EXERCISE |
An exact reproduction of all the entries below is required.
Start of RECORDS SHOWN
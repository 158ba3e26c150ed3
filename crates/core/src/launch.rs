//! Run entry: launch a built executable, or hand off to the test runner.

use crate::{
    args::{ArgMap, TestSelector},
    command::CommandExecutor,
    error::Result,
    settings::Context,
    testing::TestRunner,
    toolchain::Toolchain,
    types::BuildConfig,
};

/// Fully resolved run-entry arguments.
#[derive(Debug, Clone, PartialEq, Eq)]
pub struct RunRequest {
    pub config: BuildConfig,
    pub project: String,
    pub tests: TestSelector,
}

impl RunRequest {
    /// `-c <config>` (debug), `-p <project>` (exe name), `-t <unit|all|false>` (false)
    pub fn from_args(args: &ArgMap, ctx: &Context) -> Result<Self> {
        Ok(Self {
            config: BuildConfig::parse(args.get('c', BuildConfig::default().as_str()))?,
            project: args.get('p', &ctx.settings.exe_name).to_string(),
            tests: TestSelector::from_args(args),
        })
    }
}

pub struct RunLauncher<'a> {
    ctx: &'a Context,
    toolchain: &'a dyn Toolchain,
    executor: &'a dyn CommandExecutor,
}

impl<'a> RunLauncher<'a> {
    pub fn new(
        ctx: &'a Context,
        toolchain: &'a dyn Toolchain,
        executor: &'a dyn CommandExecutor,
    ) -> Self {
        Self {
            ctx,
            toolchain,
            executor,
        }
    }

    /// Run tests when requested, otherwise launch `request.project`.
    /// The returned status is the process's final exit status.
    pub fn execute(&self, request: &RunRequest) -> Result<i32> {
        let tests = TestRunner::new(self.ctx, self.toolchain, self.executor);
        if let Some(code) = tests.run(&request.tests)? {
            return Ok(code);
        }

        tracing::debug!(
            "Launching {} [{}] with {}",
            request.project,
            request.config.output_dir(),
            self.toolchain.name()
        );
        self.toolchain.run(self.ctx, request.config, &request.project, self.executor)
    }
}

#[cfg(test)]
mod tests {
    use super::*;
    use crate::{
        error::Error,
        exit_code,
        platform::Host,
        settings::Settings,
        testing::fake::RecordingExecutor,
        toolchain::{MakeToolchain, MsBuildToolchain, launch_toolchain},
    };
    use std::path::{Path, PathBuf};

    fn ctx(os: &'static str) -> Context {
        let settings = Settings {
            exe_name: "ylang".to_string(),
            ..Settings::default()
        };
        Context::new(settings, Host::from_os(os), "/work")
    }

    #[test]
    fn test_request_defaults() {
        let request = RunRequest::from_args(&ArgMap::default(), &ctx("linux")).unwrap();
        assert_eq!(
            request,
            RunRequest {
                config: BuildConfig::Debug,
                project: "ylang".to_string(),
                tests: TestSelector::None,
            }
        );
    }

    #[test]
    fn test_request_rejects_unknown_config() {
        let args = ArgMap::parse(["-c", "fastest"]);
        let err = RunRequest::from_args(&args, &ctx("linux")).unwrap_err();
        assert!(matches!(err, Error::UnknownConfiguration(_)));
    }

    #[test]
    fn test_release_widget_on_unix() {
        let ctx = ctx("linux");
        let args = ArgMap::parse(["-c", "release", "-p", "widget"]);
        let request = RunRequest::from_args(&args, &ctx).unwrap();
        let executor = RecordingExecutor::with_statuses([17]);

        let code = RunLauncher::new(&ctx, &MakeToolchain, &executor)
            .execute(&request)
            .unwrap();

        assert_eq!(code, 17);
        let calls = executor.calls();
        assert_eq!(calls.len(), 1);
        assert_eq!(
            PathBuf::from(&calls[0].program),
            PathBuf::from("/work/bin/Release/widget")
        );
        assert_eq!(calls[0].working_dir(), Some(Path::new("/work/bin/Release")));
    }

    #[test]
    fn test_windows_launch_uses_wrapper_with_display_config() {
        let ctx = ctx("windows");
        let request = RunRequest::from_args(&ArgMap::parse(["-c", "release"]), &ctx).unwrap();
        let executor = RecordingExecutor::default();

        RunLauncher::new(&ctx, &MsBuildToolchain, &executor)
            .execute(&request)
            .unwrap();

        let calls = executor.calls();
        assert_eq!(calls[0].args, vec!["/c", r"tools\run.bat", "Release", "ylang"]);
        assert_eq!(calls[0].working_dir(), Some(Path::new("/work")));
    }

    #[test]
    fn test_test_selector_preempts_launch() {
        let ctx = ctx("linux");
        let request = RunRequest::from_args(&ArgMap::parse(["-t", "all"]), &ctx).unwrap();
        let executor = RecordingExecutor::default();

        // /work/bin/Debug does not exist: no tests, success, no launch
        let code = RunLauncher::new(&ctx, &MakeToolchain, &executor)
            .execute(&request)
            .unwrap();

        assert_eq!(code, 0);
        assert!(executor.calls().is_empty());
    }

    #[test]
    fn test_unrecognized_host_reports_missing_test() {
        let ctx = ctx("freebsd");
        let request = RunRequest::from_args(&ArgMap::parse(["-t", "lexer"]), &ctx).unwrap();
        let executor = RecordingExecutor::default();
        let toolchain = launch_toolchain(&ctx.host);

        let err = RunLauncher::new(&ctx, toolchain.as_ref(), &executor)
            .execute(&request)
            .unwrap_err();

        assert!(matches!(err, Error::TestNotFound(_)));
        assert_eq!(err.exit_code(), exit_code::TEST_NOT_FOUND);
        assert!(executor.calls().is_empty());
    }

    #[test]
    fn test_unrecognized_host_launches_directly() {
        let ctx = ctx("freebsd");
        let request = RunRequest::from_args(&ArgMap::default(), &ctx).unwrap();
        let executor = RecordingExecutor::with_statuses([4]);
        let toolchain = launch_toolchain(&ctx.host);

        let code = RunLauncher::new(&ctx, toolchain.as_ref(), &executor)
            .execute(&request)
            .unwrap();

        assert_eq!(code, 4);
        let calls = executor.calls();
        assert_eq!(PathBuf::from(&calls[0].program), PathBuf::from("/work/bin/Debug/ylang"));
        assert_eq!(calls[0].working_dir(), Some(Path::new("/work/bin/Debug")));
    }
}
End of RECORDS SHOWN
EXERCISE OUTPUT |
repository 158ba3e26c150ed3
filename crates/core/src/launch.rs
//! Run entry: launch a built executable, or hand off to the test runner.

use crate::{
    args::{ArgMap, TestSelector},
    command::CommandExecutor,
    error::Result,
    settings::Context,
    testing::TestRunner,
    toolchain::Toolchain,
    types::BuildConfig,
};

/// Fully resolved run-entry arguments.
#[derive(Debug, Clone, PartialEq, Eq)]
pub struct RunRequest {
    pub config: BuildConfig,
    pub project: String,
    pub tests: TestSelector,
}

impl RunRequest {
    /// `-c <config>` (debug), `-p <project>` (exe name), `-t <unit|all|false>` (false)
    pub fn from_args(args: &ArgMap, ctx: &Context) -> Result<Self> {
        Ok(Self {
            config: BuildConfig::parse(args.get('c', BuildConfig::default().as_str()))?,
            project: args.get('p', &ctx.settings.exe_name).to_string(),
            tests: TestSelector::from_args(args),
        })
    }
}

pub struct RunLauncher<'a> {
    ctx: &'a Context,
    toolchain: &'a dyn Toolchain,
    executor: &'a dyn CommandExecutor,
}

impl<'a> RunLauncher<'a> {
    pub fn new(
        ctx: &'a Context,
        toolchain: &'a dyn Toolchain,
        executor: &'a dyn CommandExecutor,
    ) -> Self {
        Self {
            ctx,
            toolchain,
            executor,
        }
    }

    /// Run tests when requested, otherwise launch `request.project`.
    /// The returned status is the process's final exit status.
    pub fn execute(&self, request: &RunRequest) -> Result<i32> {
        let tests = TestRunner::new(self.ctx, self.toolchain, self.executor);
        if let Some(code) = tests.run(&request.tests)? {
            return Ok(code);
        }

        tracing::debug!(
            "Launching {} [{}] with {}",
            request.project,
            request.config.output_dir(),
            self.toolchain.name()
        );
        self.toolchain.run(self.ctx, request.config, &request.project, self.executor)
    }
}

#[cfg(test)]
mod tests {
    use super::*;
    use crate::{
        error::Error,
        exit_code,
        platform::Host,
        settings::Settings,
        testing::fake::RecordingExecutor,
        toolchain::{MakeToolchain, MsBuildToolchain, launch_toolchain},
    };
    use std::path::{Path, PathBuf};

    fn ctx(os: &'static str) -> Context {
        let settings = Settings {
            exe_name: "ylang".to_string(),
            ..Settings::default()
        };
        Context::new(settings, Host::from_os(os), "/work")
    }

    #[test]
    fn test_request_defaults() {
        let request = RunRequest::from_args(&ArgMap::default(), &ctx("linux")).unwrap();
        assert_eq!(
            request,
            RunRequest {
                config: BuildConfig::Debug,
                project: "ylang".to_string(),
                tests: TestSelector::None,
            }
        );
    }

    #[test]
    fn test_request_rejects_unknown_config() {
        let args = ArgMap::parse(["-c", "fastest"]);
        let err = RunRequest::from_args(&args, &ctx("linux")).unwrap_err();
        assert!(matches!(err, Error::UnknownConfiguration(_)));
    }

    #[test]
    fn test_release_widget_on_unix() {
        let ctx = ctx("linux");
        let args = ArgMap::parse(["-c", "release", "-p", "widget"]);
        let request = RunRequest::from_args(&args, &ctx).unwrap();
        let executor = RecordingExecutor::with_statuses([17]);

        let code = RunLauncher::new(&ctx, &MakeToolchain, &executor)
            .execute(&request)
            .unwrap();

        assert_eq!(code, 17);
        let calls = executor.calls();
        assert_eq!(calls.len(), 1);
        assert_eq!(
            PathBuf::from(&calls[0].program),
            PathBuf::from("/work/bin/Release/widget")
        );
        assert_eq!(calls[0].working_dir(), Some(Path::new("/work/bin/Release")));
    }

    #[test]
    fn test_windows_launch_uses_wrapper_with_display_config() {
        let ctx = ctx("windows");
        let request = RunRequest::from_args(&ArgMap::parse(["-c", "release"]), &ctx).unwrap();
        let executor = RecordingExecutor::default();

        RunLauncher::new(&ctx, &MsBuildToolchain, &executor)
            .execute(&request)
            .unwrap();

        let calls = executor.calls();
        assert_eq!(calls[0].args, vec!["/c", r"tools\run.bat", "Release", "ylang"]);
        assert_eq!(calls[0].working_dir(), Some(Path::new("/work")));
    }

    #[test]
    fn test_test_selector_preempts_launch() {
        let ctx = ctx("linux");
        let request = RunRequest::from_args(&ArgMap::parse(["-t", "all"]), &ctx).unwrap();
        let executor = RecordingExecutor::default();

        // /work/bin/Debug does not exist: no tests, success, no launch
        let code = RunLauncher::new(&ctx, &MakeToolchain, &executor)
            .execute(&request)
            .unwrap();

        assert_eq!(code, 0);
        assert!(executor.calls().is_empty());
    }

    #[test]
    fn test_unrecognized_host_reports_missing_test() {
        let ctx = ctx("freebsd");
        let request = RunRequest::from_args(&ArgMap::parse(["-t", "lexer"]), &ctx).unwrap();
        let executor = RecordingExecutor::default();
        let toolchain = launch_toolchain(&ctx.host);

        let err = RunLauncher::new(&ctx, toolchain.as_ref(), &executor)
            .execute(&request)
            .unwrap_err();

        assert!(matches!(err, Error::TestNotFound(_)));
        assert_eq!(err.exit_code(), exit_code::TEST_NOT_FOUND);
        assert!(executor.calls().is_empty());
    }

    #[test]
    fn test_unrecognized_host_launches_directly() {
        let ctx = ctx("freebsd");
        let request = RunRequest::from_args(&ArgMap::default(), &ctx).unwrap();
        let executor = RecordingExecutor::with_statuses([4]);
        let toolchain = launch_toolchain(&ctx.host);

        let code = RunLauncher::new(&ctx, toolchain.as_ref(), &executor)
            .execute(&request)
            .unwrap();

        assert_eq!(code, 4);
        let calls = executor.calls();
        assert_eq!(PathBuf::from(&calls[0].program), PathBuf::from("/work/bin/Debug/ylang"));
        assert_eq!(calls[0].working_dir(), Some(Path::new("/work/bin/Debug")));
    }
}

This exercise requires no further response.